Interest-Rates / Global Debt Crisis 2016 Jan 29, 2016 - 12:35 PM GMT

By: Graham_Summers

Interest-Rates

Last night the Bank of Japan implemented Negative Interest Rate Policy, or NIRP.

It is the second Central Bank to do so. The European Central Bank or ECB first went to NIRP in June 2014.

Thus, between Japan and Europe, over 20% of the world’s GDP is being managed by a Central Bank with NIRP.


More importantly, TWO major currencies in the world are now at NIRP while the US Dollar is at 0.5%.

Why does this matter?

Because hundreds of billions of Dollars in capital will be fleeing Japan to come to the US.

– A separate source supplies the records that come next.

//! Sample-level building blocks shared by voices and effect units.

pub mod util;
pub mod envelope;
pub mod filter;
pub mod oscillator;
pub mod delay_line;
pub mod allpass;
pub mod svf;
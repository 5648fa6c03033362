use super::{EffectMetadata, EffectUnit};
use crate::engine::dsp::oscillator::Lfo;
use crate::engine::params::ParamSpec;

static PARAMS: [ParamSpec; 3] = [
  ParamSpec::new("rate", "Rate", 0.1, 20.0, 5.0, Some("Hz")),
  ParamSpec::new("depth", "Depth", 0.0, 1.0, 0.5, None),
  ParamSpec::new("stereo_phase", "Stereo Phase", 0.0, 180.0, 0.0, Some("deg")),
];

pub static METADATA: EffectMetadata = EffectMetadata { id: "tremolo", name: "Tremolo", parameters: &PARAMS };

pub struct Tremolo {
  sr: f32,
  lfo: Lfo,
  rate: f32,
  depth: f32,
  /// Right channel offset in cycles.
  offset: f32,
}

impl Tremolo {
  pub fn new(sr: f32) -> Self {
    Self { sr, lfo: Lfo::default(), rate: PARAMS[0].default, depth: PARAMS[1].default, offset: PARAMS[2].default / 360.0 }
  }

  #[inline]
  fn gain(&self, m: f32) -> f32 { 1.0 - self.depth * (0.5 + 0.5 * m) }
}

impl EffectUnit for Tremolo {
  fn metadata(&self) -> &'static EffectMetadata { &METADATA }

  fn process(&mut self, l: f32, r: f32) -> (f32, f32) {
    let ph = self.lfo.phase();
    let mr = (std::f32::consts::TAU * (ph + self.offset)).sin();
    let ml = self.lfo.next(self.rate, self.sr);
    (l * self.gain(ml), r * self.gain(mr))
  }

  fn apply_param(&mut self, index: usize, value: f32) {
    match index {
      0 => self.rate = value,
      1 => self.depth = value,
      2 => self.offset = value / 360.0,
      _ => {}
    }
  }

  fn reset(&mut self) { self.lfo.reset(0.0); }
}
use crate::engine::dsp::envelope::{Adsr, Stage};
use crate::engine::dsp::filter::{FilterBank, FilterKind};
use crate::engine::dsp::oscillator::{pulse, saw, sine, triangle, Lfo, Phasor};
use crate::engine::dsp::util::{equal_power_pan, midi_to_hz, Noise};
use crate::engine::params::{AftertouchDest, Osc2Wave, SynthParams};

/// Per-voice output trim so a full chord of hot oscillators keeps headroom.
const VOICE_GAIN: f32 = 0.2;
/// Octaves of cutoff swing at envelope amount ±1.
const ENV_OCTAVES: f32 = 6.0;
const AT_CUTOFF_OCTAVES: f32 = 4.0;
const AT_PITCH_SEMITONES: f32 = 2.0;
const AT_PULSE_WIDTH: f32 = 0.4;
const MAX_PWM_DEPTH: f32 = 0.45;

/// Values that only change between blocks.
#[derive(Clone, Copy, Debug, Default)]
struct BlockMod {
  inc1: f32,
  inc2: f32,
  vel_gain: f32,
  amp_mod: f32,
  pw_offset: f32,
  pwm_depth: f32,
  pan_depth: f32,
  cutoff_octaves: f32,
  hp_octaves: f32,
}

/// One sounding unit: two oscillators plus subs, ring and noise, two
/// envelopes, per-voice lowpass/highpass cascade and pan.
pub struct Voice {
  index: usize,
  sr: f32,
  note: Option<u8>,
  velocity: f32,
  started_at: u64,
  gate: bool,
  sustained: bool,
  osc1: Phasor,
  osc2: Phasor,
  sub1: Phasor,
  sub2: Phasor,
  noise: Noise,
  pwm_lfo: Lfo,
  pan_lfo: Lfo,
  amp_env: Adsr,
  filter_env: Adsr,
  lowpass: FilterBank,
  highpass: FilterBank,
  block: BlockMod,
}

impl Voice {
  pub fn new(index: usize, sr: f32) -> Self {
    Self {
      index,
      sr,
      note: None,
      velocity: 0.0,
      started_at: 0,
      gate: false,
      sustained: false,
      osc1: Phasor::default(),
      osc2: Phasor::default(),
      sub1: Phasor::default(),
      sub2: Phasor::default(),
      noise: Noise::new(0x9E37_79B9 ^ index as u32),
      // spread LFO starts so stacked voices do not move in lockstep
      pwm_lfo: Lfo::with_phase(index as f32 * 0.125),
      pan_lfo: Lfo::with_phase(index as f32 * 0.125 + 0.25),
      amp_env: Adsr::new(sr),
      filter_env: Adsr::new(sr),
      lowpass: FilterBank::new(FilterKind::Lowpass24, sr),
      highpass: FilterBank::new(FilterKind::Highpass18, sr),
      block: BlockMod::default(),
    }
  }

  #[inline] pub fn index(&self) -> usize { self.index }
  #[inline] pub fn note(&self) -> Option<u8> { self.note }
  #[inline] pub fn velocity(&self) -> f32 { self.velocity }
  #[inline] pub fn started_at(&self) -> u64 { self.started_at }
  #[inline] pub fn is_active(&self) -> bool { !self.amp_env.is_idle() }
  #[inline] pub fn is_releasing(&self) -> bool { self.amp_env.stage() == Stage::Release }
  #[inline] pub fn is_gated(&self) -> bool { self.gate }
  #[inline] pub fn is_sustained(&self) -> bool { self.sustained }
  pub fn osc1_phase(&self) -> f32 { self.osc1.phase() }
  pub fn amp_level(&self) -> f32 { self.amp_env.level() }

  /// Start `note`. An idle voice starts from zero phase with clean filter
  /// state; a sounding one (retrigger or steal) keeps its phases and ramps
  /// from its current envelope level.
  pub fn note_on(&mut self, note: u8, velocity: f32, stamp: u64) {
    if !self.is_active() {
      self.osc1.reset(0.0);
      self.osc2.reset(0.0);
      self.sub1.reset(0.0);
      self.sub2.reset(0.0);
      self.lowpass.reset();
      self.highpass.reset();
      self.noise.reseed((note as u32 + 1).wrapping_mul(0x2545_F491) ^ self.index as u32);
    }
    self.note = Some(note);
    self.velocity = velocity;
    self.started_at = stamp;
    self.gate = true;
    self.sustained = false;
    self.amp_env.gate_on();
    self.filter_env.gate_on();
  }

  pub fn note_off(&mut self) {
    self.gate = false;
    self.sustained = false;
    self.amp_env.gate_off();
    self.filter_env.gate_off();
  }

  /// Pedal is down: keep sounding until the pedal lifts.
  pub fn hold_for_sustain(&mut self) { self.sustained = true; }

  /// Forced short ramp to silence.
  pub fn kill(&mut self) {
    self.gate = false;
    self.sustained = false;
    self.amp_env.kill();
    self.filter_env.kill();
  }

  /// Refresh block-rate modulation. Called once per block before `next_frame`.
  pub fn prepare(&mut self, p: &SynthParams, bend: f32, pressure: f32) {
    self.amp_env.set(&p.amp_env);
    self.filter_env.set(&p.filter_env);
    let Some(note) = self.note else { return };
    let at = |d| p.aftertouch_to(d, pressure);
    let pitch = note as f32 + bend + AT_PITCH_SEMITONES * at(AftertouchDest::Pitch);
    let nyquist_inc = 0.5;
    self.block.inc1 = (midi_to_hz(pitch) / self.sr).min(nyquist_inc);
    self.block.inc2 = (midi_to_hz(pitch + p.osc2_semitones) / self.sr).min(nyquist_inc);
    let amt = p.velocity_amount;
    self.block.vel_gain = (1.0 - amt) + amt * self.velocity * self.velocity;
    self.block.amp_mod = (1.0 + at(AftertouchDest::Amplitude)).clamp(0.0, 2.0);
    self.block.pw_offset = AT_PULSE_WIDTH * at(AftertouchDest::PulseWidth);
    self.block.pwm_depth = (p.pwm_depth + MAX_PWM_DEPTH * at(AftertouchDest::PwmDepth)).clamp(0.0, MAX_PWM_DEPTH);
    self.block.pan_depth = (p.pan_lfo_depth + at(AftertouchDest::PanDepth)).clamp(0.0, 1.0);
    self.block.cutoff_octaves = AT_CUTOFF_OCTAVES * at(AftertouchDest::Cutoff);
    self.block.hp_octaves = AT_CUTOFF_OCTAVES * at(AftertouchDest::HpCutoff);
  }

  /// Render one stereo frame. Idle voices return silence without advancing.
  #[inline]
  pub fn next_frame(&mut self, p: &SynthParams) -> (f32, f32) {
    if !self.is_active() { return (0.0, 0.0); }
    let b = self.block;
    let sr = self.sr;

    let pwm = self.pwm_lfo.next(p.pwm_rate, sr) * b.pwm_depth;
    let width = (p.pulse_width + pwm + b.pw_offset).clamp(0.05, 0.95);
    let o1 = pulse(self.osc1.phase(), width, b.inc1);
    let p2 = self.osc2.phase();
    let o2 = match p.osc2_wave {
      Osc2Wave::Saw => saw(p2, b.inc2),
      Osc2Wave::Pulse => pulse(p2, 0.5, b.inc2),
      Osc2Wave::Triangle => triangle(p2),
      Osc2Wave::Sine => sine(p2),
    };
    let s1 = pulse(self.sub1.phase(), 0.5, 0.5 * b.inc1);
    let s2 = pulse(self.sub2.phase(), 0.5, 0.5 * b.inc2);
    let n = self.noise.next();

    let mix = o1 * p.osc1_volume
      + o2 * p.osc2_volume
      + s1 * p.sub1_volume
      + s2 * p.sub2_volume
      + o1 * o2 * p.ring_volume
      + n * p.noise_volume;

    let wrapped = self.osc1.advance(b.inc1);
    self.sub1.advance(0.5 * b.inc1);
    if p.osc2_sync && wrapped && b.inc1 > 0.0 {
      // restart osc2 at the fraction of a sample that has elapsed since the wrap
      self.osc2.reset(self.osc1.phase() * b.inc2 / b.inc1);
    } else {
      self.osc2.advance(b.inc2);
    }
    self.sub2.advance(0.5 * b.inc2);

    let fenv = self.filter_env.next();
    let lp_cut = p.cutoff * (ENV_OCTAVES * p.filter_env_amount * fenv + b.cutoff_octaves).exp2();
    let hp_cut = p.hp_cutoff * (ENV_OCTAVES * p.hp_env_amount * fenv + b.hp_octaves).exp2();
    self.lowpass.set(FilterKind::Lowpass24, lp_cut, p.resonance);
    self.highpass.set(FilterKind::Highpass18, hp_cut, p.hp_resonance);
    let filtered = self.highpass.process(self.lowpass.process(mix));

    let aenv = self.amp_env.next();
    let out = filtered * aenv * b.vel_gain * b.amp_mod * VOICE_GAIN;

    let pan = p.pan + self.pan_lfo.next(p.pan_lfo_rate, sr) * b.pan_depth;
    let (gl, gr) = equal_power_pan(pan);
    if !self.is_active() { self.note = None; }
    (out * gl, out * gr)
  }
}
use polysynth::{session, EngineConfig, EngineError, ParamUpdate, SynthController, SynthEngine};

fn unthrottled() -> (SynthController, SynthEngine) {
  session(EngineConfig { param_throttle_ms: 0.0, ..EngineConfig::default() })
}

fn render(engine: &mut SynthEngine, blocks: usize) -> Vec<f32> {
  let mut out = Vec::with_capacity(blocks * 256);
  let mut buf = [0.0f32; 256];
  for _ in 0..blocks {
    engine.render_block(&mut buf);
    out.extend_from_slice(&buf);
  }
  out
}

fn peak(buf: &[f32]) -> f32 { buf.iter().fold(0.0, |m, v| m.max(v.abs())) }

#[test]
fn polyphony_is_capped_at_eight() {
  let (mut synth, mut engine) = unthrottled();
  for n in 0..12 {
    synth.note_on(48 + n, 0.9).unwrap();
    render(&mut engine, 1);
    assert!(engine.active_voices() <= 8);
  }
  assert_eq!(engine.active_voices(), 8);
  assert_eq!(synth.poll_status(), 8);
}

#[test]
fn all_notes_off_releases_to_zero() {
  let (mut synth, mut engine) = unthrottled();
  synth.set_param("amp_release", 0.05).unwrap();
  for n in [60, 64, 67] { synth.note_on(n, 1.0).unwrap(); }
  let held = render(&mut engine, 20);
  assert!(peak(&held) > 0.01);
  synth.all_notes_off().unwrap();
  // about 1 s, twenty release times
  let tail = render(&mut engine, 400);
  assert_eq!(engine.active_voices(), 0);
  assert!(peak(&tail[tail.len() - 256..]) < 1e-4);
  assert_eq!(synth.poll_status(), 0);
}

#[test]
fn rejected_requests_change_nothing() {
  let (mut synth, mut engine) = unthrottled();
  assert_eq!(synth.note_on(200, 1.0), Err(EngineError::InvalidNote(200)));
  assert_eq!(synth.set_param("wobble", 1.0), Err(EngineError::UnknownParam("wobble".into())));
  assert!(matches!(synth.insert_effect("octaver", 0), Err(EngineError::UnknownEffect(_))));
  let out = render(&mut engine, 4);
  assert!(out.iter().all(|&v| v == 0.0));
  assert_eq!(engine.chain_len(), 0);
}

#[test]
fn param_writes_are_clamped_and_visible_to_the_engine() {
  let (mut synth, mut engine) = unthrottled();
  assert_eq!(synth.set_param("master_volume", 3.0), Ok(ParamUpdate::Applied(1.0)));
  render(&mut engine, 1);
  assert_eq!(engine.master_volume(), 1.0);
}

#[test]
fn rapid_param_updates_are_throttled() {
  let (mut synth, _engine) = session(EngineConfig { param_throttle_ms: 60_000.0, ..EngineConfig::default() });
  assert_eq!(synth.set_param("cutoff", 500.0), Ok(ParamUpdate::Applied(500.0)));
  assert_eq!(synth.set_param("cutoff", 900.0), Ok(ParamUpdate::Throttled));
  assert_eq!(synth.param("cutoff"), Ok(500.0));
}

#[test]
fn midi_bytes_drive_voices() {
  let (mut synth, mut engine) = unthrottled();
  synth.handle_midi(&[0x90, 60, 100]).unwrap();
  synth.handle_midi(&[0x90, 64, 100]).unwrap();
  render(&mut engine, 2);
  assert_eq!(engine.active_voices(), 2);
  // sustain down, then note off: voices keep sounding
  synth.handle_midi(&[0xB0, 64, 127]).unwrap();
  synth.handle_midi(&[0x80, 60, 0]).unwrap();
  synth.handle_midi(&[0x90, 64, 0]).unwrap();
  render(&mut engine, 2);
  assert_eq!(engine.active_voices(), 2);
  // all sound off
  synth.handle_midi(&[0xB0, 120, 0]).unwrap();
  render(&mut engine, 10);
  assert_eq!(engine.active_voices(), 0);
}

#[test]
fn effect_edits_keep_engine_and_mirror_in_step() {
  let (mut synth, mut engine) = unthrottled();
  let delay = synth.insert_effect("delay", 0).unwrap();
  let verb = synth.insert_effect("reverb", 1).unwrap();
  render(&mut engine, 1);
  assert_eq!(engine.chain_len(), 2);

  synth.reset_effect(delay).unwrap();
  synth.remove_effect(verb).unwrap();
  render(&mut engine, 1);
  assert_eq!(engine.chain_len(), 1);
  assert_eq!(synth.chain().len(), 1);
  assert_eq!(synth.chain()[0].effect_id, "delay");
}

#[test]
fn chain_reorder_matches_mirror() {
  let (mut synth, mut engine) = unthrottled();
  let a = synth.insert_effect("tremolo", 0).unwrap();
  let b = synth.insert_effect("hardclip", 1).unwrap();
  let c = synth.insert_effect("bitcrusher", 2).unwrap();
  synth.move_effect(a, 2).unwrap();
  render(&mut engine, 1);
  let ids: Vec<u32> = synth.chain().iter().map(|e| e.instance).collect();
  assert_eq!(ids, vec![b, c, a]);
  assert_eq!(engine.chain_len(), 3);
}

#[test]
fn full_effects_chain_stays_finite() {
  let (mut synth, mut engine) = unthrottled();
  for id in ["autowah", "hardclip", "bitcrusher", "phaser", "flanger", "chorus", "freqshifter", "pitchshifter", "tremolo", "delay", "reverb"] {
    synth.insert_effect(id, usize::MAX).unwrap();
  }
  synth.set_param("resonance", 0.99).unwrap();
  synth.set_param("master_volume", 1.0).unwrap();
  for n in [36, 48, 60, 72, 84, 96] { synth.note_on(n, 1.0).unwrap(); }
  synth.set_pitch_bend(2.0).unwrap();
  synth.aftertouch(127).unwrap();
  let out = render(&mut engine, 200);
  assert!(out.iter().all(|v| v.is_finite() && v.abs() <= 1.0));
  assert!(peak(&out) > 0.0);
}

#[test]
fn chain_capacity_is_enforced() {
  let (mut synth, _engine) = session(EngineConfig { max_chain_len: 2, ..EngineConfig::default() });
  synth.insert_effect("delay", 0).unwrap();
  synth.insert_effect("delay", 0).unwrap();
  assert_eq!(synth.insert_effect("delay", 0), Err(EngineError::ChainFull(2)));
}

#[test]
fn status_channel_reports_voice_changes() {
  let (mut synth, mut engine) = unthrottled();
  synth.note_on(60, 1.0).unwrap();
  render(&mut engine, 1);
  assert_eq!(synth.poll_status(), 1);
  // a silent block with no change sends nothing new
  render(&mut engine, 1);
  assert_eq!(synth.poll_status(), 1);
}

#[test]
fn degenerate_config_still_plays() {
  let (mut synth, mut engine) = session(EngineConfig {
    sample_rate: 10.0,
    queue_capacity: 0,
    block_size: 0,
    max_chain_len: 0,
    param_throttle_ms: 0.0,
    ..EngineConfig::default()
  });
  assert_eq!(engine.sample_rate(), 48_000.0);
  synth.note_on(60, 1.0).unwrap();
  synth.insert_effect("delay", 0).unwrap();
  let out = render(&mut engine, 8);
  assert_eq!(engine.active_voices(), 1);
  assert_eq!(engine.chain_len(), 1);
  assert!(out.iter().all(|v| v.is_finite()) && peak(&out) > 0.0);
}
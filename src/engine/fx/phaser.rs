use super::{mix, EffectMetadata, EffectUnit};
use crate::engine::dsp::allpass::FirstOrderAllpass;
use crate::engine::dsp::oscillator::Lfo;
use crate::engine::params::ParamSpec;

const HZ: Option<&str> = Some("Hz");
const MAX_STAGES: usize = 12;

static PARAMS: [ParamSpec; 6] = [
  ParamSpec::new("rate", "Rate", 0.05, 5.0, 0.5, HZ),
  ParamSpec::new("stages", "Stages", 2.0, 12.0, 4.0, None),
  ParamSpec::new("min_freq", "Min Freq", 50.0, 2_000.0, 200.0, HZ),
  ParamSpec::new("max_freq", "Max Freq", 200.0, 12_000.0, 2_000.0, HZ),
  ParamSpec::new("feedback", "Feedback", 0.0, 0.9, 0.4, None),
  ParamSpec::new("mix", "Mix", 0.0, 1.0, 0.5, None),
];

pub static METADATA: EffectMetadata = EffectMetadata { id: "phaser", name: "Phaser", parameters: &PARAMS };

struct Channel {
  stages: [FirstOrderAllpass; MAX_STAGES],
  fb: f32,
  lfo: Lfo,
}

impl Channel {
  fn new(phase: f32) -> Self {
    Self { stages: std::array::from_fn(|_| FirstOrderAllpass::new()), fb: 0.0, lfo: Lfo::with_phase(phase) }
  }

  #[inline]
  fn tick(&mut self, x: f32, fc: f32, n: usize, feedback: f32, sr: f32) -> f32 {
    let a1 = FirstOrderAllpass::coeff(fc, sr);
    let mut y = x + feedback * self.fb;
    for ap in self.stages.iter_mut().take(n) {
      ap.set_coeff(a1);
      y = ap.tick(y);
    }
    self.fb = y;
    y
  }

  fn reset(&mut self, phase: f32) {
    for ap in self.stages.iter_mut() { ap.reset(); }
    self.fb = 0.0;
    self.lfo.reset(phase);
  }
}

/// Cascade of first-order all-passes swept exponentially between two
/// corner frequencies.
pub struct Phaser {
  sr: f32,
  left: Channel,
  right: Channel,
  rate: f32,
  stages: usize,
  min_freq: f32,
  max_freq: f32,
  feedback: f32,
  wet: f32,
}

impl Phaser {
  pub fn new(sr: f32) -> Self {
    Self {
      sr,
      left: Channel::new(0.0),
      right: Channel::new(0.25),
      rate: PARAMS[0].default,
      stages: PARAMS[1].default as usize,
      min_freq: PARAMS[2].default,
      max_freq: PARAMS[3].default,
      feedback: PARAMS[4].default,
      wet: PARAMS[5].default,
    }
  }

  #[inline]
  fn sweep(&self, m: f32) -> f32 {
    let (lo, hi) = if self.min_freq <= self.max_freq { (self.min_freq, self.max_freq) } else { (self.max_freq, self.min_freq) };
    lo * (hi / lo).powf(m)
  }
}

impl EffectUnit for Phaser {
  fn metadata(&self) -> &'static EffectMetadata { &METADATA }

  fn process(&mut self, l: f32, r: f32) -> (f32, f32) {
    let ml = self.left.lfo.next(self.rate, self.sr) * 0.5 + 0.5;
    let mr = self.right.lfo.next(self.rate, self.sr) * 0.5 + 0.5;
    let (fl, fr) = (self.sweep(ml), self.sweep(mr));
    let yl = self.left.tick(l, fl, self.stages, self.feedback, self.sr);
    let yr = self.right.tick(r, fr, self.stages, self.feedback, self.sr);
    (mix(l, yl, self.wet), mix(r, yr, self.wet))
  }

  fn apply_param(&mut self, index: usize, value: f32) {
    match index {
      0 => self.rate = value,
      1 => self.stages = (value.round() as usize).clamp(2, MAX_STAGES),
      2 => self.min_freq = value,
      3 => self.max_freq = value,
      4 => self.feedback = value,
      5 => self.wet = value,
      _ => {}
    }
  }

  fn reset(&mut self) {
    self.left.reset(0.0);
    self.right.reset(0.25);
  }
}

The US Dollar has been in a bull market since mid-2014. It is not coincidence that it started when the Euro first went to NIRP: the minute the EBC implemented NIRP money began fleeing the Euro and moving into the US Dollar.

There are over $9 trillion in BORROWED US Dollars sloshing around the financial system.

ALL of this DEBT is at risk of blowing up when the US Dollar began to rally. And now that both Europe AND Japan are implementing NIRP, the US Dollar bull market is only going to get worse.

How bad?

The US Dollar has broken out of the single BIGGEST falling wedge pattern in history. You are looking at a 40 year chart pattern that has been broken.

This tells us that something absolutely MASSIVE is happening in the financial system right now. That “something” is the beginning of a $9 trillion debt implosion.

Another Crisis is coming. Smart investors are preparing now.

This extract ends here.